Marine heat waves across the world’s oceans can displace habitat for sea turtles, whales, and other marine life by 10s to thousands of kilometers.
Marine heat waves across the world’s oceans can displace habitat for sea turtles, whales, and other marine life by 10s to thousands of kilometers. They dramatically shift these animals’ preferred temperatures in a fraction of the time that climate change is expected to do the same, new research shows.
To measure that temporary dislocation of ocean surface temperatures, which can in turn drive ecological changes, NOAA scientists have now introduced a new metric called “thermal displacement.” A research paper describing the changes and the means of measuring them was published in the journal Nature this week.
Research scientist Michael Jacox of NOAA Fisheries’ Southwest Fisheries Science Center called it a powerful new way of looking at marine heatwaves.

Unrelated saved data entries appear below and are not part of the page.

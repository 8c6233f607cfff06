//! Error types for orchestration operations
//!
//! [`OrchestrationError`] is the sum type every public operation returns. The
//! retry and dead-letter policy is read straight off the variant through
//! [`OrchestrationError::is_retryable`] and
//! [`OrchestrationError::should_dead_letter`].

use thiserror::Error;

use crate::agent_type::UnknownAgentType;
use crate::ids::AgentId;
use crate::payload::PayloadSchema;

/// Result type for broker operations
pub type BrokerResult<T> = Result<T, BrokerError>;

/// Result type for orchestration operations
pub type OrchestrationResult<T> = Result<T, OrchestrationError>;

/// Errors raised by a broker substrate
#[derive(Error, Debug, Clone, PartialEq, Eq)]
pub enum BrokerError {
    /// Connection to the broker failed or was dropped
    #[error("Connection failed: {0}")]
    Connection(String),

    /// A broker command did not complete in time
    #[error("Operation timed out: {0}")]
    Timeout(String),

    /// Any other backend failure (wrong type, script error, ...)
    #[error("Backend error: {0}")]
    Backend(String),

    /// A stored value could not be encoded or decoded
    #[error("Serialization failed: {0}")]
    Serialization(String),
}

impl BrokerError {
    /// Connectivity failures are worth retrying; everything else is not
    pub fn is_transient(&self) -> bool {
        matches!(self, BrokerError::Connection(_) | BrokerError::Timeout(_))
    }
}

/// Errors that may be retried by a [`RetryPolicy`](crate::retry::RetryPolicy)
pub trait Transient {
    fn is_transient(&self) -> bool;
}

impl Transient for BrokerError {
    fn is_transient(&self) -> bool {
        BrokerError::is_transient(self)
    }
}

/// Errors produced by the queue manager, agent runtime, config manager, and
/// coordinator
#[derive(Error, Debug)]
pub enum OrchestrationError {
    /// No registered agent can serve the task's declared type
    #[error("No suitable agent found for task type: {agent_type}")]
    NoAgentFound { agent_type: String },

    /// The task could not be handed to the queue after an agent was found
    #[error("Delivery failed: {reason}")]
    DeliveryFailed { retryable: bool, reason: String },

    /// The agent's processing logic failed
    #[error("Task processing failed: {cause}")]
    ProcessingFailed { agent_id: AgentId, cause: String },

    /// The agent runtime has been shut down
    #[error("Agent {agent_id} is shut down")]
    AgentShutdown { agent_id: AgentId },

    /// Message shape does not match the schema bound to the queue
    #[error("Queue '{queue}' expects {expected} messages, got {found}")]
    TypeMismatch {
        queue: String,
        expected: PayloadSchema,
        found: PayloadSchema,
    },

    /// Queue name has no registration
    #[error("Invalid queue type: {0}")]
    UnknownQueue(String),

    /// Agent type name matches no known agent type
    #[error("No configuration found for agent type: {0}")]
    UnknownAgentType(String),

    /// Configuration failed validation
    #[error("Invalid configuration: {0}")]
    InvalidConfig(String),

    #[error(transparent)]
    Broker(#[from] BrokerError),

    #[error("Serialization failed: {0}")]
    Serialization(String),

    #[error("I/O error: {0}")]
    Io(String),
}

impl OrchestrationError {
    /// Whether resubmitting the same request may succeed later
    pub fn is_retryable(&self) -> bool {
        match self {
            OrchestrationError::DeliveryFailed { retryable, .. } => *retryable,
            OrchestrationError::Broker(e) => e.is_transient(),
            _ => false,
        }
    }

    /// Whether the failed task belongs in the dead-letter queue
    ///
    /// Only delivery failures are dead-lettered: routing errors have nothing to
    /// retry and processing errors are tracked by the job registry.
    pub fn should_dead_letter(&self) -> bool {
        matches!(self, OrchestrationError::DeliveryFailed { .. })
    }

    /// Wrap an enqueue failure that happened after an agent was selected
    pub fn delivery(err: OrchestrationError) -> Self {
        match err {
            already @ OrchestrationError::DeliveryFailed { .. } => already,
            other => OrchestrationError::DeliveryFailed {
                retryable: other.is_retryable(),
                reason: other.to_string(),
            },
        }
    }
}

impl Transient for OrchestrationError {
    fn is_transient(&self) -> bool {
        match self {
            OrchestrationError::Broker(e) => e.is_transient(),
            _ => false,
        }
    }
}

impl From<serde_json::Error> for OrchestrationError {
    fn from(err: serde_json::Error) -> Self {
        OrchestrationError::Serialization(err.to_string())
    }
}

impl From<std::io::Error> for OrchestrationError {
    fn from(err: std::io::Error) -> Self {
        OrchestrationError::Io(err.to_string())
    }
}

impl From<UnknownAgentType> for OrchestrationError {
    fn from(err: UnknownAgentType) -> Self {
        OrchestrationError::UnknownAgentType(err.0)
    }
}

#[cfg(test)]
mod tests {
    use super::*;

    #[test]
    fn test_broker_transience() {
        assert!(BrokerError::Connection("refused".into()).is_transient());
        assert!(BrokerError::Timeout("3s".into()).is_transient());
        assert!(!BrokerError::Backend("WRONGTYPE".into()).is_transient());
        assert!(!BrokerError::Serialization("bad json".into()).is_transient());
    }

    #[test]
    fn test_no_agent_found_message() {
        let err = OrchestrationError::NoAgentFound {
            agent_type: "Nonexistent".into(),
        };
        assert_eq!(
            err.to_string(),
            "No suitable agent found for task type: Nonexistent"
        );
        assert!(!err.is_retryable());
        assert!(!err.should_dead_letter());
    }

    #[test]
    fn test_delivery_wraps_transient_broker_error() {
        let err = OrchestrationError::delivery(BrokerError::Connection("down".into()).into());
        assert!(err.is_retryable());
        assert!(err.should_dead_letter());
        assert!(err.to_string().contains("down"));
    }

    #[test]
    fn test_delivery_wraps_permanent_error() {
        let err = OrchestrationError::delivery(OrchestrationError::UnknownQueue("nope".into()));
        assert!(!err.is_retryable());
        assert!(err.should_dead_letter());
    }

    #[test]
    fn test_processing_failed_message() {
        let err = OrchestrationError::ProcessingFailed {
            agent_id: AgentId::parse("echo-1").unwrap(),
            cause: "boom".into(),
        };
        assert_eq!(err.to_string(), "Task processing failed: boom");
    }
}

“When the environment changes, many species move,” Jacox said. “This research helps us understand and measure the degree of change they may be responding to.”
Read more: NOAA Fisheries West Coast Region
The range of smooth hammerhead sharks shifted north as much 2,800 kilometers, more than 1,700 miles, during a major marine heatwave that affected the northeast Pacific Ocean from 2013 into 2015. The heatwave was known as “The Blob.” (Photo Credit: Richard Herrmann/NOAA Fisheries)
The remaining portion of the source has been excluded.